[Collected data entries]
====

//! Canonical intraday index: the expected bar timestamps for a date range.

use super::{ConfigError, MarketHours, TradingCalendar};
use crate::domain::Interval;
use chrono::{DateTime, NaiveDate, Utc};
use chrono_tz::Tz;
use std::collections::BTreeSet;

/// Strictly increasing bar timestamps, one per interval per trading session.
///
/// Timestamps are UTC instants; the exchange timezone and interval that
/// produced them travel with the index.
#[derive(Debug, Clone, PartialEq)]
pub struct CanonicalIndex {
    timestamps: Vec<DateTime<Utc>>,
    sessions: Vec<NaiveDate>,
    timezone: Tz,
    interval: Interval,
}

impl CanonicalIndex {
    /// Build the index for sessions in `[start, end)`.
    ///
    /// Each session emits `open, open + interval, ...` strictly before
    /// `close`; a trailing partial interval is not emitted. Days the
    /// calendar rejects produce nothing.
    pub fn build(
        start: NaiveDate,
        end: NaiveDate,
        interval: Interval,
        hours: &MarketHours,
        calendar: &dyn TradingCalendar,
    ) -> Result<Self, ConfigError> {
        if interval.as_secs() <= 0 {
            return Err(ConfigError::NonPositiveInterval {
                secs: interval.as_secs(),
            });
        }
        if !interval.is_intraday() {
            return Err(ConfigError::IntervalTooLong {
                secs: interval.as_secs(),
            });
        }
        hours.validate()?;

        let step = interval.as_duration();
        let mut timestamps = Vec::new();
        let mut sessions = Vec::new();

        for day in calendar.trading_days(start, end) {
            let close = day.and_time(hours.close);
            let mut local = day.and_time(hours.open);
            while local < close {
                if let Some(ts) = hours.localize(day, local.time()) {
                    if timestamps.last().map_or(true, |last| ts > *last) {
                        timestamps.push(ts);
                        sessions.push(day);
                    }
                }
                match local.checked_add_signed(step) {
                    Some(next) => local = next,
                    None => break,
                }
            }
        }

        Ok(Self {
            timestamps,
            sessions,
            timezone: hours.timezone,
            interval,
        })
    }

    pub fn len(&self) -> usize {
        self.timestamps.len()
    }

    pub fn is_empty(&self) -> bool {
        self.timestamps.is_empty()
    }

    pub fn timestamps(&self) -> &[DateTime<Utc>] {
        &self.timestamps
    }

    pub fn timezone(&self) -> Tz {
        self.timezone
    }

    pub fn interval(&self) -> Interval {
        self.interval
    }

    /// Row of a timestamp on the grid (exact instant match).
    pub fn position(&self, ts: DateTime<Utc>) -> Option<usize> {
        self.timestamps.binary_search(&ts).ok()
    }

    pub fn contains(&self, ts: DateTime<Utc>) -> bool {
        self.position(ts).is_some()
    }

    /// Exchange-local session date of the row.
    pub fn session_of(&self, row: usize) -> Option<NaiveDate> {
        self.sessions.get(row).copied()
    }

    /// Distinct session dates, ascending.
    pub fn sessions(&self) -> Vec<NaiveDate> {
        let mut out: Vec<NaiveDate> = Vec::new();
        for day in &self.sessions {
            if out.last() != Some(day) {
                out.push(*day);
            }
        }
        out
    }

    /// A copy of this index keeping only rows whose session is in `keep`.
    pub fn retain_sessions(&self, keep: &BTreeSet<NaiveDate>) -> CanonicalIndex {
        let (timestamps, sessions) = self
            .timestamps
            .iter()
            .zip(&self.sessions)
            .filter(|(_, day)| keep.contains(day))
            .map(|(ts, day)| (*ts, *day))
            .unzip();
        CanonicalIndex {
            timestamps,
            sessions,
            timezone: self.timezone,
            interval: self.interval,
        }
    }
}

====

■ Assignment ■
Could you type out every entry again exactly as it stands?

■ Response to the exercise ■
//! Canonical intraday index: the expected bar timestamps for a date range.

use super::{ConfigError, MarketHours, TradingCalendar};
use crate::domain::Interval;
use chrono::{DateTime, NaiveDate, Utc};
use chrono_tz::Tz;
use std::collections::BTreeSet;

/// Strictly increasing bar timestamps, one per interval per trading session.
///
/// Timestamps are UTC instants; the exchange timezone and interval that
/// produced them travel with the index.
#[derive(Debug, Clone, PartialEq)]
pub struct CanonicalIndex {
    timestamps: Vec<DateTime<Utc>>,
    sessions: Vec<NaiveDate>,
    timezone: Tz,
    interval: Interval,
}

impl CanonicalIndex {
    /// Build the index for sessions in `[start, end)`.
    ///
    /// Each session emits `open, open + interval, ...` strictly before
    /// `close`; a trailing partial interval is not emitted. Days the
    /// calendar rejects produce nothing.
    pub fn build(
        start: NaiveDate,
        end: NaiveDate,
        interval: Interval,
        hours: &MarketHours,
        calendar: &dyn TradingCalendar,
    ) -> Result<Self, ConfigError> {
        if interval.as_secs() <= 0 {
            return Err(ConfigError::NonPositiveInterval {
                secs: interval.as_secs(),
            });
        }
        if !interval.is_intraday() {
            return Err(ConfigError::IntervalTooLong {
                secs: interval.as_secs(),
            });
        }
        hours.validate()?;

        let step = interval.as_duration();
        let mut timestamps = Vec::new();
        let mut sessions = Vec::new();

        for day in calendar.trading_days(start, end) {
            let close = day.and_time(hours.close);
            let mut local = day.and_time(hours.open);
            while local < close {
                if let Some(ts) = hours.localize(day, local.time()) {
                    if timestamps.last().map_or(true, |last| ts > *last) {
                        timestamps.push(ts);
                        sessions.push(day);
                    }
                }
                match local.checked_add_signed(step) {
                    Some(next) => local = next,
                    None => break,
                }
            }
        }

        Ok(Self {
            timestamps,
            sessions,
            timezone: hours.timezone,
            interval,
        })
    }

    pub fn len(&self) -> usize {
        self.timestamps.len()
    }

    pub fn is_empty(&self) -> bool {
        self.timestamps.is_empty()
    }

    pub fn timestamps(&self) -> &[DateTime<Utc>] {
        &self.timestamps
    }

    pub fn timezone(&self) -> Tz {
        self.timezone
    }

    pub fn interval(&self) -> Interval {
        self.interval
    }

    /// Row of a timestamp on the grid (exact instant match).
    pub fn position(&self, ts: DateTime<Utc>) -> Option<usize> {
        self.timestamps.binary_search(&ts).ok()
    }

    pub fn contains(&self, ts: DateTime<Utc>) -> bool {
        self.position(ts).is_some()
    }

    /// Exchange-local session date of the row.
    pub fn session_of(&self, row: usize) -> Option<NaiveDate> {
        self.sessions.get(row).copied()
    }

    /// Distinct session dates, ascending.
    pub fn sessions(&self) -> Vec<NaiveDate> {
        let mut out: Vec<NaiveDate> = Vec::new();
        for day in &self.sessions {
            if out.last() != Some(day) {
                out.push(*day);
            }
        }
        out
    }

    /// A copy of this index keeping only rows whose session is in `keep`.
    pub fn retain_sessions(&self, keep: &BTreeSet<NaiveDate>) -> CanonicalIndex {
        let (timestamps, sessions) = self
            .timestamps
            .iter()
            .zip(&self.sessions)
            .filter(|(_, day)| keep.contains(day))
            .map(|(ts, day)| (*ts, *day))
            .unzip();
        CanonicalIndex {
            timestamps,
            sessions,
            timezone: self.timezone,
            interval: self.interval,
        }
    }
}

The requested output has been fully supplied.